Mukhtar's rebellion also foreshadowed other events that were going to change the course of Islamic history on a larger scale. In the 740s the supporters of the Alids had high hopes when a coalition of opponents of the Umayyads removed them from the throne. The main force of this coalition had been based in Khorasan and was constituted by non-Arab converts to Islam and their descendants who challenged the privileges the Umayyads granted to Arab Muslims.

Hopes for a restoration of true Islam were connected with the Abbasid family. As members of the Hashimite branch of the Quraysh they were more closely related to Muhammad than the Umayyads, although not as closely as the Alids. As with Mukhtar's propaganda, the authority of leaders rested not only on genealogical grounds, but also had apocalyptic implications. Thus, the promises for just rule made by the Abbasids suggest that the name of the second Abbasid caliph, Mahdi, was an allusion to the apocalyptic figure.

Supporters of the Alids saw their hopes crushed when the Abbasids claimed the caliphate for themselves. Over the following three centuries, the Abbasid caliphs who owed their rise to power to proto-Shiite tendencies were ultimately to turn into the embodiment of Sunnism. One possible exception was the Abbasid caliph Mamun (reg. 813-833) who appointed the future eighth Imam, Ali Rida, as his successor. Ali Rida, however, died while Mamun was still alive. (The Iranian city of Mashhad originated from a shrine that marked the Imam's grave.) The caliph may have had Shiite leanings that also manifested themselves in a preference for the rationalist theological school, the Mutazila.
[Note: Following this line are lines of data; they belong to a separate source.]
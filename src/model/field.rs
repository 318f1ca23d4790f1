//! Result-schema fields.
//!
//! A field is either a direct column of an avatar, a formula over other
//! fields, or a user-supplied parameter. Formula fields carry two parallel
//! texts: `formula` addresses other fields by `[title]`, `guid_formula` by
//! `[id]`. Both describe the same expression.

use std::collections::{BTreeMap, BTreeSet};

use once_cell::sync::Lazy;
use regex::{Captures, Regex};
use serde::{Deserialize, Serialize};

use super::types::{AggregationFunction, CalcMode, FieldType, ManagedBy, UserDataType};

/// Matches `[key]` references inside formula text.
static FORMULA_KEY_RE: Lazy<Regex> = Lazy::new(|| Regex::new(r"\[([^\]]*)\]").unwrap());

/// Constraint on the values a parameter may take.
#[derive(Debug, Clone, PartialEq, Serialize, Deserialize, Default)]
#[serde(tag = "type", rename_all = "snake_case")]
pub enum ValueConstraint {
    #[default]
    All,
    Range {
        #[serde(default)]
        min: Option<serde_json::Value>,
        #[serde(default)]
        max: Option<serde_json::Value>,
    },
    Set {
        values: Vec<serde_json::Value>,
    },
}

/// How the field's value is computed.
#[derive(Debug, Clone, PartialEq, Serialize, Deserialize)]
#[serde(tag = "mode", rename_all = "snake_case")]
pub enum CalcSpec {
    Direct {
        source: String,
        #[serde(default)]
        avatar_id: Option<String>,
    },
    Formula {
        #[serde(default)]
        formula: String,
        #[serde(default)]
        guid_formula: String,
    },
    Parameter {
        default_value: serde_json::Value,
        #[serde(default)]
        value_constraint: ValueConstraint,
    },
}

impl CalcSpec {
    pub fn direct(source: impl Into<String>, avatar_id: Option<String>) -> Self {
        CalcSpec::Direct {
            source: source.into(),
            avatar_id,
        }
    }

    pub fn formula(formula: impl Into<String>) -> Self {
        CalcSpec::Formula {
            formula: formula.into(),
            guid_formula: String::new(),
        }
    }

    pub fn mode(&self) -> CalcMode {
        match self {
            CalcSpec::Direct { .. } => CalcMode::Direct,
            CalcSpec::Formula { .. } => CalcMode::Formula,
            CalcSpec::Parameter { .. } => CalcMode::Parameter,
        }
    }
}

/// A result-schema entry.
#[derive(Debug, Clone, PartialEq, Serialize, Deserialize)]
pub struct Field {
    pub id: String,
    pub title: String,
    #[serde(default)]
    pub description: String,
    #[serde(default)]
    pub hidden: bool,
    pub calc_spec: CalcSpec,
    /// User-chosen output type.
    #[serde(default)]
    pub cast: Option<UserDataType>,
    /// Type inferred from the source column or expression.
    #[serde(default)]
    pub initial_data_type: Option<UserDataType>,
    /// Type after cast and aggregation.
    #[serde(default)]
    pub data_type: Option<UserDataType>,
    #[serde(default, rename = "type")]
    pub field_type: FieldType,
    #[serde(default)]
    pub has_auto_aggregation: bool,
    #[serde(default)]
    pub lock_aggregation: bool,
    #[serde(default)]
    pub aggregation: AggregationFunction,
    #[serde(default)]
    pub managed_by: ManagedBy,
    #[serde(default = "default_true")]
    pub valid: bool,
}

fn default_true() -> bool {
    true
}

impl Field {
    pub fn new(id: impl Into<String>, title: impl Into<String>, calc_spec: CalcSpec) -> Self {
        Self {
            id: id.into(),
            title: title.into(),
            description: String::new(),
            hidden: false,
            calc_spec,
            cast: None,
            initial_data_type: None,
            data_type: None,
            field_type: FieldType::Dimension,
            has_auto_aggregation: false,
            lock_aggregation: false,
            aggregation: AggregationFunction::None,
            managed_by: ManagedBy::User,
            valid: true,
        }
    }

    pub fn calc_mode(&self) -> CalcMode {
        self.calc_spec.mode()
    }

    pub fn formula(&self) -> Option<&str> {
        match &self.calc_spec {
            CalcSpec::Formula { formula, .. } => Some(formula),
            _ => None,
        }
    }

    pub fn guid_formula(&self) -> Option<&str> {
        match &self.calc_spec {
            CalcSpec::Formula { guid_formula, .. } => Some(guid_formula),
            _ => None,
        }
    }

    /// Avatar of a direct field.
    pub fn avatar_id(&self) -> Option<&str> {
        match &self.calc_spec {
            CalcSpec::Direct { avatar_id, .. } => avatar_id.as_deref(),
            _ => None,
        }
    }

    /// Column name of a direct field.
    pub fn source(&self) -> Option<&str> {
        match &self.calc_spec {
            CalcSpec::Direct { source, .. } => Some(source),
            _ => None,
        }
    }

    /// Measure semantics, either from the expression or an explicit aggregation.
    pub fn is_aggregated(&self) -> bool {
        self.has_auto_aggregation || self.aggregation != AggregationFunction::None
    }

    /// Whether this field's formula mentions `other` by title or by id.
    pub fn depends_on(&self, other: &Field) -> bool {
        match &self.calc_spec {
            CalcSpec::Formula {
                formula,
                guid_formula,
            } => {
                formula_keys(formula).contains(&other.title)
                    || formula_keys(guid_formula).contains(&other.id)
            }
            _ => false,
        }
    }
}

/// Keys referenced as `[key]` in formula text.
pub fn formula_keys(text: &str) -> BTreeSet<String> {
    FORMULA_KEY_RE
        .captures_iter(text)
        .filter_map(|caps| caps.get(1).map(|m| m.as_str().to_string()))
        .collect()
}

/// Replace every `[key]` found in `key_map` with `[value]`.
///
/// Unknown keys are left untouched.
pub fn rename_in_formula(text: &str, key_map: &BTreeMap<String, String>) -> String {
    FORMULA_KEY_RE
        .replace_all(text, |caps: &Captures<'_>| {
            let key = caps.get(1).map(|m| m.as_str()).unwrap_or_default();
            match key_map.get(key) {
                Some(value) => format!("[{}]", value),
                None => {
                    tracing::debug!(key, "key not in rename map, leaving as is");
                    format!("[{}]", key)
                }
            }
        })
        .into_owned()
}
The Imams remained quietists (non-political) during the rule of the Abbasids, who sometimes imprisoned them. At that time, they were probably merely considered highly respected or even superior religious authorities. Only when the Shiite theory of the Imams developed more fully were they venerated as individuals with almost superhuman powers whose authority was passed down.


Study Questions:
1.     What is the Hidden Imam and how does this impact the development of Shiism?
2.     In what ways does the Mahdi inspire Shiite thought?
3.     What does it mean when Imams are called quietists?